Pero la compulsión en la política es mucho más que la consecuencia de un líder que no se controla a sí mismo. Es, también, una estrategia, que viene de los manuales militares, y que se aplica con una clara intencionalidad: reducir al adversario a la perplejidad, desorientar y confundir para desinflar su voluntad.

El escenario más habitual de la compulsión política es la tensión entre naciones cuando se produce un conflicto de política exterior.
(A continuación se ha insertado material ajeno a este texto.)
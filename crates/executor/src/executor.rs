//! The Executor - single entry point to piladb's engine.
//!
//! The Executor routes commands to the appropriate handlers and converts
//! results to outputs.

use std::sync::Arc;

use piladb_engine::{Config, Pila, PilaConfig};
use tracing::debug;

use crate::handlers::{config, database, stack};
use crate::{Command, Output, Result};

/// The command executor - single entry point to piladb's engine.
///
/// The Executor holds the Pila and the runtime configuration store but keeps
/// no state of its own.
///
/// # Thread Safety
///
/// Executor is `Send + Sync` and can be shared across threads.
///
/// # Example
///
/// ```ignore
/// use piladb_executor::{Command, Executor};
/// use piladb_core::Value;
///
/// let executor = Executor::default();
///
/// executor.execute(Command::CreateDatabase { name: "db".into() })?;
/// executor.execute(Command::CreateStack { database: "db".into(), name: "s".into() })?;
///
/// // Batch execution
/// let results = executor.execute_many(vec![
///     Command::Push { database: "db".into(), stack: "s".into(), element: Value::Int(1) },
///     Command::Pop { database: "db".into(), stack: "s".into() },
/// ]);
/// ```
#[derive(Debug, Clone)]
pub struct Executor {
    pila: Arc<Pila>,
    config: Arc<Config>,
}

impl Default for Executor {
    fn default() -> Self {
        Self::new(Pila::new(), Arc::new(Config::new()))
    }
}

impl Executor {
    /// Create an executor over an existing Pila and configuration store.
    pub fn new(pila: Arc<Pila>, config: Arc<Config>) -> Self {
        Self { pila, config }
    }

    /// Create an executor with a fresh Pila, configured from `config`.
    pub fn from_config(config: &PilaConfig) -> Result<Self> {
        let store = crate::convert::convert_result(Config::from_pila_config(config))?;
        Ok(Self::new(Pila::new(), Arc::new(store)))
    }

    /// The Pila commands run against.
    pub fn pila(&self) -> &Arc<Pila> {
        &self.pila
    }

    /// The runtime configuration store.
    pub fn config(&self) -> &Arc<Config> {
        &self.config
    }

    /// Execute a single command.
    ///
    /// Returns the command result or an error.
    pub fn execute(&self, cmd: Command) -> Result<Output> {
        debug!(target: "piladb::executor", command = cmd.name(), "execute");
        let p = &self.pila;
        match cmd {
            Command::Ping => Ok(Output::Pong),
            Command::PilaStatus => database::pila_status(p),
            Command::CreateDatabase { name } => database::create_database(p, name),
            Command::DatabaseStatus { database } => database::database_status(p, database),
            Command::DeleteDatabase { database } => database::delete_database(p, database),

            Command::CreateStack { database, name } => stack::create_stack(p, database, name),
            Command::StacksStatus { database } => stack::stacks_status(p, database),
            Command::StacksKv { database } => stack::stacks_kv(p, database),

            Command::StackStatus { database, stack } => stack::stack_status(p, database, stack),
            Command::Peek { database, stack } => stack::peek(p, database, stack),
            Command::Size { database, stack } => stack::size(p, database, stack),
            Command::Empty { database, stack } => stack::empty(p, database, stack),
            Command::Full { database, stack } => stack::full(p, &self.config, database, stack),

            Command::Push {
                database,
                stack,
                element,
            } => stack::push(p, &self.config, database, stack, element),
            Command::Base {
                database,
                stack,
                element,
            } => stack::base(p, &self.config, database, stack, element),
            Command::Pop { database, stack } => stack::pop(p, database, stack),
            Command::Sweep { database, stack } => stack::sweep(p, database, stack),
            Command::Rotate { database, stack } => stack::rotate(p, database, stack),
            Command::Flush { database, stack } => stack::flush(p, database, stack),
            Command::Block { database, stack } => stack::block(p, database, stack),
            Command::Unblock { database, stack } => stack::unblock(p, database, stack),
            Command::DeleteStack { database, stack } => stack::delete_stack(p, database, stack),

            Command::ConfigList => config::config_list(&self.config),
            Command::ConfigGet { key } => config::config_get(&self.config, key),
            Command::ConfigSet { key, value } => config::config_set(&self.config, key, value),
        }
    }

    /// Execute multiple commands sequentially.
    ///
    /// Returns all results in the same order as the input commands.
    /// Execution continues even if some commands fail.
    pub fn execute_many(&self, cmds: Vec<Command>) -> Vec<Result<Output>> {
        cmds.into_iter().map(|cmd| self.execute(cmd)).collect()
    }
}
La previa al uso de armas, las amenazas, la intransigencia, son todas herramientas de la estrategia compulsiva: acciones que buscan la preeminencia de un bando sobre el otro, y que uno de los dos abandone su posición o la revise.
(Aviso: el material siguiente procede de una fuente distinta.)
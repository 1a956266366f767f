//! Structural and identity properties over the Stack entity.

use super::*;
use proptest::prelude::*;

fn value_strategy() -> impl Strategy<Value = Value> {
    prop_oneof![
        any::<i64>().prop_map(Value::Int),
        any::<bool>().prop_map(Value::Bool),
        "[a-z]{0,8}".prop_map(Value::String),
        prop::collection::vec(any::<u8>(), 0..8).prop_map(Value::Bytes),
        (-1.0e6f64..1.0e6).prop_map(Value::Float),
    ]
}

fn filled(values: &[Value]) -> Stack {
    let stack = Stack::new("s");
    for v in values {
        stack.push(v.clone()).unwrap();
    }
    stack
}

proptest! {
    #![proptest_config(ProptestConfig::with_cases(128))]

    #[test]
    fn prop_push_then_pop_returns_element(
        initial in prop::collection::vec(value_strategy(), 0..16),
        element in value_strategy(),
    ) {
        let stack = filled(&initial);
        let before = stack.size();
        stack.push(element.clone()).unwrap();
        prop_assert_eq!(stack.pop().unwrap(), element);
        prop_assert_eq!(stack.size(), before);
        prop_assert!(stack.check_invariants().is_ok());
    }

    #[test]
    fn prop_reads_are_idempotent(initial in prop::collection::vec(value_strategy(), 0..16)) {
        let stack = filled(&initial);
        let first = (stack.peek(), stack.size());
        for _ in 0..3 {
            prop_assert_eq!((stack.peek(), stack.size()), first.clone());
        }
    }

    #[test]
    fn prop_sweep_push_replaces_bottom(
        initial in prop::collection::vec(any::<i64>(), 2..16),
        element in any::<i64>(),
    ) {
        let values: Vec<Value> = initial.iter().copied().map(Value::Int).collect();
        let stack = filled(&values);

        let evicted = stack.sweep_push(Value::Int(element)).unwrap();
        prop_assert_eq!(evicted, values[0].clone());
        prop_assert_eq!(stack.size(), values.len());
        prop_assert_eq!(stack.peek(), Some(Value::Int(element)));

        // top first: the new element, then everything above the old bottom
        let mut expected = vec![Value::Int(element)];
        expected.extend(values[1..].iter().rev().cloned());
        prop_assert_eq!(stack.elements(), expected);
    }

    #[test]
    fn prop_rotate_moves_bottom_to_top(initial in prop::collection::vec(any::<i64>(), 1..16)) {
        let values: Vec<Value> = initial.iter().copied().map(Value::Int).collect();
        let stack = filled(&values);

        stack.rotate().unwrap();
        let mut expected = vec![values[0].clone()];
        expected.extend(values[1..].iter().rev().cloned());
        prop_assert_eq!(stack.elements(), expected);
        prop_assert_eq!(stack.size(), values.len());
    }

    #[test]
    fn prop_identity_is_deterministic(name in "[a-zA-Z0-9_]{1,16}") {
        prop_assert_eq!(Identity::new(&name), Identity::new(&name));
        prop_assert_eq!(Identity::parse(&Identity::new(&name).to_string()), Some(Identity::new(&name)));
    }

    #[test]
    fn prop_reparenting_recomputes_identity(
        db_name in "[a-z]{1,8}",
        stack_name in "[a-z]{1,8}",
    ) {
        let stack = Stack::new(stack_name.clone());
        prop_assert_eq!(stack.id(), Identity::new(&stack_name));

        let db = Arc::new(Database::new(db_name.clone()));
        stack.set_database(&db);
        prop_assert_eq!(stack.id(), Identity::composite(&db_name, &stack_name));
    }
}

#[test]
fn test_rotate_three() {
    let stack = filled(&[Value::from("A"), Value::from("B"), Value::from("C")]);
    stack.rotate().unwrap();
    assert_eq!(
        stack.elements(),
        vec![Value::from("A"), Value::from("C"), Value::from("B")]
    );
}

#[test]
fn test_known_identities() {
    assert_eq!(id_of("test"), "b1a5fedd-fb30-5fd5-a205-fae957fe0eae");
    assert_eq!(id_of("foo"), "ba6d412a-c334-51f7-8fc8-e5dddd97cc1e");
    assert_ne!(id_of("foo"), id_of("bar"));
    assert_eq!(
        Identity::composite("d", "s").to_string(),
        "d5332313-ec32-55e4-94a2-6c897c218cc2"
    );
}

#[test]
fn test_mixed_values_survive_the_stack() {
    let values = sample_values();
    let stack = filled(&values);
    let popped: Vec<Value> = (0..values.len()).map(|_| stack.pop().unwrap()).collect();
    let expected: Vec<Value> = values.into_iter().rev().collect();
    assert_eq!(popped, expected);
    assert!(stack.empty());
}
El gobierno de Javier Milei opera bajo la lógica de la compulsión: en el desborde que amedrenta. Hasta ahora, los momentos que preceden a sus actos o decisiones importantes están atravesados por rumores de violencia, de advertencia por una posible explosión presidencial que patearía el tablero del sistema.

El propio Presidente ejerce esa presión en redes, pero nunca en el territorio real de combate. Por el contrario, cuando se enfrenta cara a cara a “los políticos” o a “la casta” suele adoptar un tono de moderación y, si bien se permite ironías y chicanas, no suele ser un mal anfitrión ni un mal invitado. Es el Milei de los discursos de Estado.

El peor de los efectos de la política de la compulsión lo está sufriendo la oposición, que espera gestos de gobernabilidad democrática, pero no encuentra cómo tratar a este gobierno en ese terreno. La compulsión los obnubiló, les confundió brújula y mapa. Mientras se vuelven a encontrar, impostan indignación y preocupación democrática.

Así y todo, el juego del Presidente es delicado, porque el factor determinante para que la política de la compulsión funcione es que se base en una autoridad sólida, porque el verdadero poder es el que tiene efectos antes de tener que actuar. El revés con la ley ómnibus debió ser una dura advertencia.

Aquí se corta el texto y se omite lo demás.